The relationship between impulsivity and suicide has been conceptualized in the literature as a direct one. In contrast, Joiner's [Joiner, T.E., 2005. Why people die by suicide. Harvard University Press, Cambridge, MA.] theory posits that this relationship is indirect in that impulsive individuals are more likely to engage in suicidal behavior because impulsivity makes one more likely to be exposed to painful and provocative stimuli.

METHOD:

Adolescents were selected from the Youth Risk Behavior Survey (YRBS) sample between the years of 1993-2003 who had planned for a suicide attempt but did not actually attempt (n=5685), who did not plan but did attempt ("impulsive attempters;" n=1172), and who both planned and attempted (n=4807). Items were selected from the YRBS to assess demographic variables, suicidal behaviors, and impulsive behaviors.

RESULTS:

Participants who had planned suicide without attempting were significantly less impulsive than those who had attempted without planning and than those who had both planned and attempted.
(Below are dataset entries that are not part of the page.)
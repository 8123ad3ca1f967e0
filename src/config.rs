use crate::cli::OutputFormat;
use crate::dataset::columns;
use color_eyre::eyre::eyre;
use color_eyre::Result;
use serde::{Deserialize, Serialize};
use std::path::{Path, PathBuf};

/// Manages config directory and config file operations
#[derive(Clone)]
pub struct ConfigManager {
    pub(crate) config_dir: PathBuf,
}

impl ConfigManager {
    /// Create a ConfigManager with a custom config directory (primarily for testing)
    pub fn with_dir(config_dir: PathBuf) -> Self {
        Self { config_dir }
    }

    /// Create a new ConfigManager for the given app name
    pub fn new(app_name: &str) -> Result<Self> {
        let config_dir = dirs::config_dir()
            .ok_or_else(|| eyre!("Could not determine config directory"))?
            .join(app_name);

        Ok(Self { config_dir })
    }

    pub fn config_dir(&self) -> &Path {
        &self.config_dir
    }

    /// Get path to a specific config file
    pub fn config_path(&self, path: &str) -> PathBuf {
        self.config_dir.join(path)
    }

    pub fn ensure_config_dir(&self) -> Result<()> {
        if !self.config_dir.exists() {
            std::fs::create_dir_all(&self.config_dir)?;
        }
        Ok(())
    }

    /// Default configuration template as a string
    pub fn generate_default_config(&self) -> String {
        DEFAULT_CONFIG_TEMPLATE.to_string()
    }

    /// Write the default template to config.toml; refuses to overwrite unless `force`
    pub fn write_default_config(&self, force: bool) -> Result<PathBuf> {
        let config_path = self.config_path("config.toml");

        if config_path.exists() && !force {
            return Err(eyre!(
                "Config file already exists at {}. Use --force to overwrite.",
                config_path.display()
            ));
        }

        self.ensure_config_dir()?;
        std::fs::write(&config_path, DEFAULT_CONFIG_TEMPLATE)?;

        Ok(config_path)
    }
}

/// Complete application configuration
#[derive(Debug, Clone, PartialEq, Serialize, Deserialize)]
#[serde(default)]
pub struct AppConfig {
    /// Configuration format version
    pub version: String,
    pub file_loading: FileLoadingConfig,
    pub analysis: AnalysisConfig,
    pub output: OutputConfig,
    pub debug: DebugConfig,
}

#[derive(Debug, Clone, PartialEq, Eq, Serialize, Deserialize, Default)]
#[serde(default)]
pub struct FileLoadingConfig {
    pub delimiter: Option<u8>,
    pub has_header: Option<bool>,
    pub infer_schema_length: Option<usize>,
    pub excel_sheet: Option<String>,
}

#[derive(Debug, Clone, PartialEq, Eq, Serialize, Deserialize)]
#[serde(default)]
pub struct AnalysisConfig {
    pub top_n: usize,
    pub row_limit: usize,
    pub categorical_columns: Vec<String>,
    pub numeric_columns: Vec<String>,
}

#[derive(Debug, Clone, PartialEq, Eq, Serialize, Deserialize)]
#[serde(default)]
pub struct OutputConfig {
    pub format: String,
}

#[derive(Debug, Clone, PartialEq, Eq, Serialize, Deserialize, Default)]
#[serde(default)]
pub struct DebugConfig {
    pub enabled: bool,
}

impl Default for AppConfig {
    fn default() -> Self {
        Self {
            version: "0.1".to_string(),
            file_loading: FileLoadingConfig::default(),
            analysis: AnalysisConfig::default(),
            output: OutputConfig::default(),
            debug: DebugConfig::default(),
        }
    }
}

impl Default for AnalysisConfig {
    fn default() -> Self {
        Self {
            top_n: 10,
            row_limit: 500,
            categorical_columns: columns::CATEGORICAL_FILTER_COLUMNS
                .iter()
                .map(|s| s.to_string())
                .collect(),
            numeric_columns: columns::NUMERIC_FILTER_COLUMNS
                .iter()
                .map(|s| s.to_string())
                .collect(),
        }
    }
}

impl Default for OutputConfig {
    fn default() -> Self {
        Self {
            format: "text".to_string(),
        }
    }
}

// Configuration loading and merging
impl AppConfig {
    /// Load configuration from all layers (default → user)
    pub fn load(app_name: &str) -> Result<Self> {
        Self::load_from(&ConfigManager::new(app_name)?)
    }

    /// Load configuration using the config.toml managed by `manager`
    pub fn load_from(manager: &ConfigManager) -> Result<Self> {
        let mut config = AppConfig::default();
        config.merge(Self::load_user_config(manager)?);
        config.validate()?;
        Ok(config)
    }

    fn load_user_config(manager: &ConfigManager) -> Result<AppConfig> {
        let config_path = manager.config_path("config.toml");

        if !config_path.exists() {
            log::debug!("No config file at {}", config_path.display());
            return Ok(AppConfig::default());
        }

        let content = std::fs::read_to_string(&config_path).map_err(|e| {
            eyre!(
                "Failed to read config file at {}: {}",
                config_path.display(),
                e
            )
        })?;

        toml::from_str(&content).map_err(|e| {
            eyre!(
                "Failed to parse config file at {}: {}",
                config_path.display(),
                e
            )
        })
    }

    /// Merge another config into this one (other takes precedence)
    pub fn merge(&mut self, other: AppConfig) {
        if other.version != AppConfig::default().version {
            self.version = other.version;
        }

        self.file_loading.merge(other.file_loading);
        self.analysis.merge(other.analysis);
        self.output.merge(other.output);
        self.debug.merge(other.debug);
    }

    /// Validate configuration values
    pub fn validate(&self) -> Result<()> {
        if !self.version.starts_with("0.1") {
            return Err(eyre!(
                "Unsupported config version: {}. Expected 0.1.x",
                self.version
            ));
        }

        if self.analysis.top_n == 0 {
            return Err(eyre!("top_n must be greater than 0"));
        }

        if self.analysis.row_limit == 0 {
            return Err(eyre!("row_limit must be greater than 0"));
        }

        self.output.output_format()?;

        Ok(())
    }
}

impl FileLoadingConfig {
    pub fn merge(&mut self, other: Self) {
        if other.delimiter.is_some() {
            self.delimiter = other.delimiter;
        }
        if other.has_header.is_some() {
            self.has_header = other.has_header;
        }
        if other.infer_schema_length.is_some() {
            self.infer_schema_length = other.infer_schema_length;
        }
        if other.excel_sheet.is_some() {
            self.excel_sheet = other.excel_sheet;
        }
    }
}

impl AnalysisConfig {
    pub fn merge(&mut self, other: Self) {
        let default = AnalysisConfig::default();
        if other.top_n != default.top_n {
            self.top_n = other.top_n;
        }
        if other.row_limit != default.row_limit {
            self.row_limit = other.row_limit;
        }
        if other.categorical_columns != default.categorical_columns {
            self.categorical_columns = other.categorical_columns;
        }
        if other.numeric_columns != default.numeric_columns {
            self.numeric_columns = other.numeric_columns;
        }
    }
}

impl OutputConfig {
    pub fn merge(&mut self, other: Self) {
        if other.format != OutputConfig::default().format {
            self.format = other.format;
        }
    }

    pub fn output_format(&self) -> Result<OutputFormat> {
        match self.format.to_lowercase().as_str() {
            "text" => Ok(OutputFormat::Text),
            "json" => Ok(OutputFormat::Json),
            other => Err(eyre!(
                "Invalid output format: {}. Must be 'text' or 'json'",
                other
            )),
        }
    }
}

impl DebugConfig {
    pub fn merge(&mut self, other: Self) {
        if other.enabled != DebugConfig::default().enabled {
            self.enabled = other.enabled;
        }
    }
}

// Default configuration template
const DEFAULT_CONFIG_TEMPLATE: &str = include_str!("../config/default.toml");

#[cfg(test)]
mod tests {
    use super::*;

    #[test]
    fn template_parses_to_defaults() {
        let parsed: AppConfig = toml::from_str(DEFAULT_CONFIG_TEMPLATE).unwrap();
        assert_eq!(parsed, AppConfig::default());
    }

    #[test]
    fn merge_keeps_unset_fields() {
        let mut config = AppConfig::default();
        let other: AppConfig = toml::from_str("[analysis]\ntop_n = 3\n").unwrap();
        config.merge(other);
        assert_eq!(config.analysis.top_n, 3);
        assert_eq!(config.analysis.row_limit, 500);
        assert_eq!(config.output.format, "text");
    }

    #[test]
    fn output_format_is_case_insensitive() {
        let output = OutputConfig {
            format: "JSON".to_string(),
        };
        assert_eq!(output.output_format().unwrap(), OutputFormat::Json);
    }
}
Crucially, participants who had made a suicide attempt without prior planning were less impulsive than those who had planned and attempted.

LIMITATIONS:

We were unable to conduct a multi-method assessment (i.e., measures were self-report); the measure of impulsivity consisted of items pulled from the YRBS rather than a previously validated impulsivity measure.

CONCLUSIONS:

The notion that the most impulsive individuals are more likely to plan for suicide attempts is an important one for many reasons both theoretical and clinical, including that it may refine risk assessment and attendant clinical decision-making.

PMID:
17804082
[PubMed - indexed for MEDLINE]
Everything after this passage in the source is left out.